You are not logged in.

#1 2020-05-09 22:28:30

zan
Member
Registered: 2020-05-08
Posts: 6

Minimal pacman mirrorlist maintenance

I apologize in advance if such simple automations are not meant to be posted here and I will delete the post if requested.

I've been using this simple approach for /etc/pacman.d/mirrorlist updating with only https mirrors from specific countries. You can easily change to rsync or http or skip the check altogether, and also add or remove more country codes as you see fit.

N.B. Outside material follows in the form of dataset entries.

impl<'a> Builder<'a> {
    fn populate(&mut self) -> Result<(), DescriptorError> {
        let graph = self.graph;
        for insn in graph.instructions() {
            let address = insn.address;
            self.refs.insert(address, graph.predecessor_count(address));

            let mut stmts = Vec::new();
            let tail = if let Some(shuffle) = graph.shuffle(address) {
                Tail::Shuffle(shuffle)
            } else if matches!(insn.opcode, Opcode::Increment { .. })
                || insn.opcode.stack_effect()?.is_none_or(|effect| effect.pops > 0)
            {
                Tail::Op(insn.opcode.clone())
            } else {
                let outcome = build_operation(self.ctx, self.arena, &insn.opcode, &[])?;
                self.outcome_tail(outcome, &mut stmts, insn.successors.len())
            };

            self.nodes.insert(
                address,
                Node {
                    address,
                    end: insn.next_address(),
                    depth: graph.stack_depth(address).unwrap_or(0),
                    stmts,
                    tail,
                    successors: insn.successors.clone(),
                },
            );
        }
        Ok(())
    }

    fn run(&mut self) -> Result<(), DescriptorError> {
        // In the order they are tried at each node.
        let rules: [Rule<'a>; 11] = [
            Self::fuse_increment,
            Self::fuse_operator,
            Self::fuse_dup_assignment,
            Self::fuse_dup_load,
            Self::fuse_post_increment,
            |builder, address| Ok(builder.fuse_compound(address)),
            Self::fuse_constructor,
            |builder, address| Ok(builder.fuse_array_initializer(address)),
            |builder, address| Ok(builder.fuse_short_circuit(address)),
            |builder, address| Ok(builder.fuse_ternary(address)),
            |builder, address| Ok(builder.fuse_sequence(address)),
        ];

        let mut cursor = self.nodes.keys().next().copied();
        'nodes: while let Some(address) = cursor {
            for rule in rules {
                if let Some(result) = rule(self, address)? {
                    // The result may enable fusion with the node before it.
                    cursor = Some(self.previous(result).unwrap_or(result));
                    continue 'nodes;
                }
            }
            cursor = self
                .nodes
                .range(address + 1..)
                .next()
                .map(|(&address, _)| address);
        }
        Ok(())
    }

    fn previous(&self, address: u32) -> Option<u32> {
        self.nodes
            .range(..address)
            .next_back()
            .map(|(&address, _)| address)
    }

    fn refs(&self, address: u32) -> usize {
        self.refs.get(&address).copied().unwrap_or(0)
    }

    /// Whether control can only reach `address` through a single explicit edge.
    fn is_simple_entry(&self, address: u32) -> bool {
        address != 0
            && self.nodes.contains_key(&address)
            && !self.graph.is_handler_target(address)
            && self.refs(address) == 1
    }

    /// The node right before `address` if it is the only way to reach `address` and simply
    /// passes control on.
    fn fusable_predecessor(&self, address: u32) -> Option<u32> {
        if !self.is_simple_entry(address) {
            return None;
        }
        let previous = self.previous(address)?;
        let node = &self.nodes[&previous];
        (node.end == address && node.successors == [address] && !node.tail.is_control())
            .then_some(previous)
    }

    /// Collects the top `count` values on entry to `address`.
    fn operands(&self, address: u32, count: usize) -> Option<Operands> {
        let mut operands = Operands {
            first: address,
            values: Vec::with_capacity(count),
            stmts: Vec::new(),
            lvalue: None,
        };
        let mut remaining = count;
        while remaining > 0 {
            let previous = self.fusable_predecessor(operands.first)?;
            let node = &self.nodes[&previous];
            match node.tail {
                Tail::Value(value) => {
                    operands.values.push(value);
                    remaining -= 1;
                }
                Tail::Lvalue { target, top } => {
                    operands.values.push(top);
                    let components: Vec<ExprId> = self.arena[target].subexprs().collect();
                    if remaining == 1 {
                        operands.lvalue = Some(target);
                    } else if remaining == components.len() + 1 {
                        operands.values.extend(components.into_iter().rev());
                    } else {
                        return None;
                    }
                    remaining = 0;
                }
                _ => return None,
            }
            if remaining > 0 && !node.stmts.is_empty() {
                return None;
            }
            operands.first = previous;
        }
        operands.values.reverse();
        operands.stmts = self.nodes[&operands.first].stmts.clone();
        Some(operands)
    }

    /// Replaces the nodes from `first` to `last`, inclusive, with a single node.
    fn collapse(&mut self, first: u32, last: u32, stmts: Vec<ExprId>, tail: Tail) -> u32 {
        let depth = self.nodes[&first].depth;
        let Node { end, successors, .. } = self.nodes[&last].clone();
        let addresses: Vec<u32> = self.nodes.range(first..=last).map(|(&a, _)| a).collect();
        for address in addresses {
            self.nodes.remove(&address);
        }
        self.nodes.insert(
            first,
            Node {
                address: first,
                end,
                depth,
                stmts,
                tail,
                successors,
            },
        );
        first
    }

    fn outcome_tail(
        &mut self,
        outcome: Outcome,
        stmts: &mut Vec<ExprId>,
        successors: usize,
    ) -> Tail {
        match outcome {
            Outcome::Nothing => Tail::FallThrough,
            Outcome::Value(value) => Tail::Value(value),
            Outcome::Stmt(stmt) => {
                stmts.push(stmt);
                Tail::FallThrough
            }
            Outcome::Stmts(effects) => {
                stmts.extend(effects);
                Tail::FallThrough
            }
            // A conditional jump to the next instruction.
            Outcome::Tail(Tail::If(condition)) if successors == 1 => {
                side_effects(self.arena, condition, stmts);
                Tail::FallThrough
            }
            Outcome::Tail(tail) => tail,
        }
    }

    /// Applies an instruction to the values computed right before it.
    fn fuse_operator(&mut self, address: u32) -> Result<Option<u32>, DescriptorError> {
        let node = &self.nodes[&address];
        let opcode = match &node.tail {
            Tail::Op(opcode) => opcode.clone(),
            &Tail::Shuffle(Shuffle::Pop { count }) => return Ok(self.fuse_pop(address, count)),
            _ => return Ok(None),
        };
        let Some(effect) = opcode.stack_effect()? else {
            return Ok(None);
        };
        if effect.pops > 0 && !node.stmts.is_empty() {
            return Ok(None);
        }
        let successors = node.successors.len();
        let Some(operands) = self.operands(address, effect.pops) else {
            return Ok(None);
        };
        if operands.lvalue.is_some() && effect.push.is_none() {
            return Ok(None);
        }

        let mut stmts = if effect.pops > 0 {
            operands.stmts
        } else {
            self.nodes[&address].stmts.clone()
        };
        let outcome = build_operation(self.ctx, self.arena, &opcode, &operands.values)?;
        let tail = match (outcome, operands.lvalue) {
            (Outcome::Value(top), Some(target)) => Tail::Lvalue { target, top },
            (_, Some(_)) => return Ok(None),
            (outcome, None) => self.outcome_tail(outcome, &mut stmts, successors),
        };
        Ok(Some(self.collapse(operands.first, address, stmts, tail)))
    }

    /// Evaluates discarded values for their side effects only.
    fn fuse_pop(&mut self, address: u32, count: usize) -> Option<u32> {
        if !self.nodes[&address].stmts.is_empty() {
            return None;
        }
        let operands = self.operands(address, count)?;
        if operands.lvalue.is_some() {
            return None;
        }
        let mut stmts = operands.stmts;
        for value in operands.values {
            side_effects(self.arena, value, &mut stmts);
        }
        Some(self.collapse(operands.first, address, stmts, Tail::FallThrough))
    }

    /// Merges straight-line code: statements followed by whatever comes next, and nodes followed
    /// by an unconditional jump nobody else targets.
    fn fuse_sequence(&mut self, address: u32) -> Option<u32> {
        let node = &self.nodes[&address];
        if node.tail.is_control() || node.successors != [node.end] {
            return None;
        }
        let next_address = node.end;
        let falls_through = matches!(node.tail, Tail::FallThrough);
        let next = self.nodes.get(&next_address)?;

        if falls_through && self.fusable_predecessor(next_address) == Some(address) {
            let mut stmts = node.stmts.clone();
            stmts.extend_from_slice(&next.stmts);
            let tail = next.tail.clone();
            return Some(self.collapse(address, next_address, stmts, tail));
        }

        if matches!(next.tail, Tail::Jump)
            && next.stmts.is_empty()
            && self.is_simple_entry(next_address)
        {
            let Node { end, successors, .. } = next.clone();
            self.nodes.remove(&next_address);
            let node = self
                .nodes
                .get_mut(&address)
                .expect("node disappeared while absorbing a jump");
            node.end = end;
            node.successors = successors;
            return Some(address);
        }

        None
    }
}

sudo pacman -S curl jq pacman-contrib

curl is used to fetch the mirrorlist JSON status, jq to parse the JSON and select mirrors we're interested in and pacman-contrib provides the rankmirrors utility.

#!/bin/sh
# /etc/pacman.d/hooks/mirrorlist.hook

# Exit immediately if a command exits with a non-zero exit status.
set -e

# Colors
NR='\033[0m'
N3='\033[0;32m'
N1='\033[0;31m'

# Fail-check: make sure you have root permissions.
if [ ! -w /etc/pacman.d/mirrorlist ]; then
   printf '%b\n' "$N1::$N3 Error:$N1 missing required root permissions.$NR"
   exit 1
fi

# Mirrorlist status from the last 24 hours.
URL='https://www.archlinux.org/mirrors/status/json/'

# Return only secure mirrors from selected countries.
FILTER='.urls | [.[] | select(.protocol == "https")]
              | [.[] | select(.country_code == "CH", .country_code == "AT",
                              .country_code == "DK", .country_code == "FI",
                              .country_code == "IS", .country_code == "LU",
                              .country_code == "NL", .country_code == "NO",
                              .country_code == "SI")]
              | .[] | "## \(.country)\nServer = \(.url)$repo/os/$arch"'

# Fetch and filter the mirrors, then rank them by connection and opening speed.
curl -qs "$URL" | jq -r "$FILTER" | rankmirrors -v - > /tmp/mirrorlist

# Backup previous mirrorlist and move over the new one.
mv /etc/pacman.d/mirrorlist /etc/pacman.d/mirrorlist.previous
mv /tmp/mirrorlist /etc/pacman.d/mirrorlist

# Remove mirrorlist.pacnew created during pacman-mirrorlist upgrade.
[ -f /etc/pacman.d/mirrorlist.pacnew ] && rm /etc/pacman.d/mirrorlist.pacnew

# Exit with successful status to satisfy the pacman hook.
exit 0

Store the script in /usr/local/bin/pacman-mirrorlist.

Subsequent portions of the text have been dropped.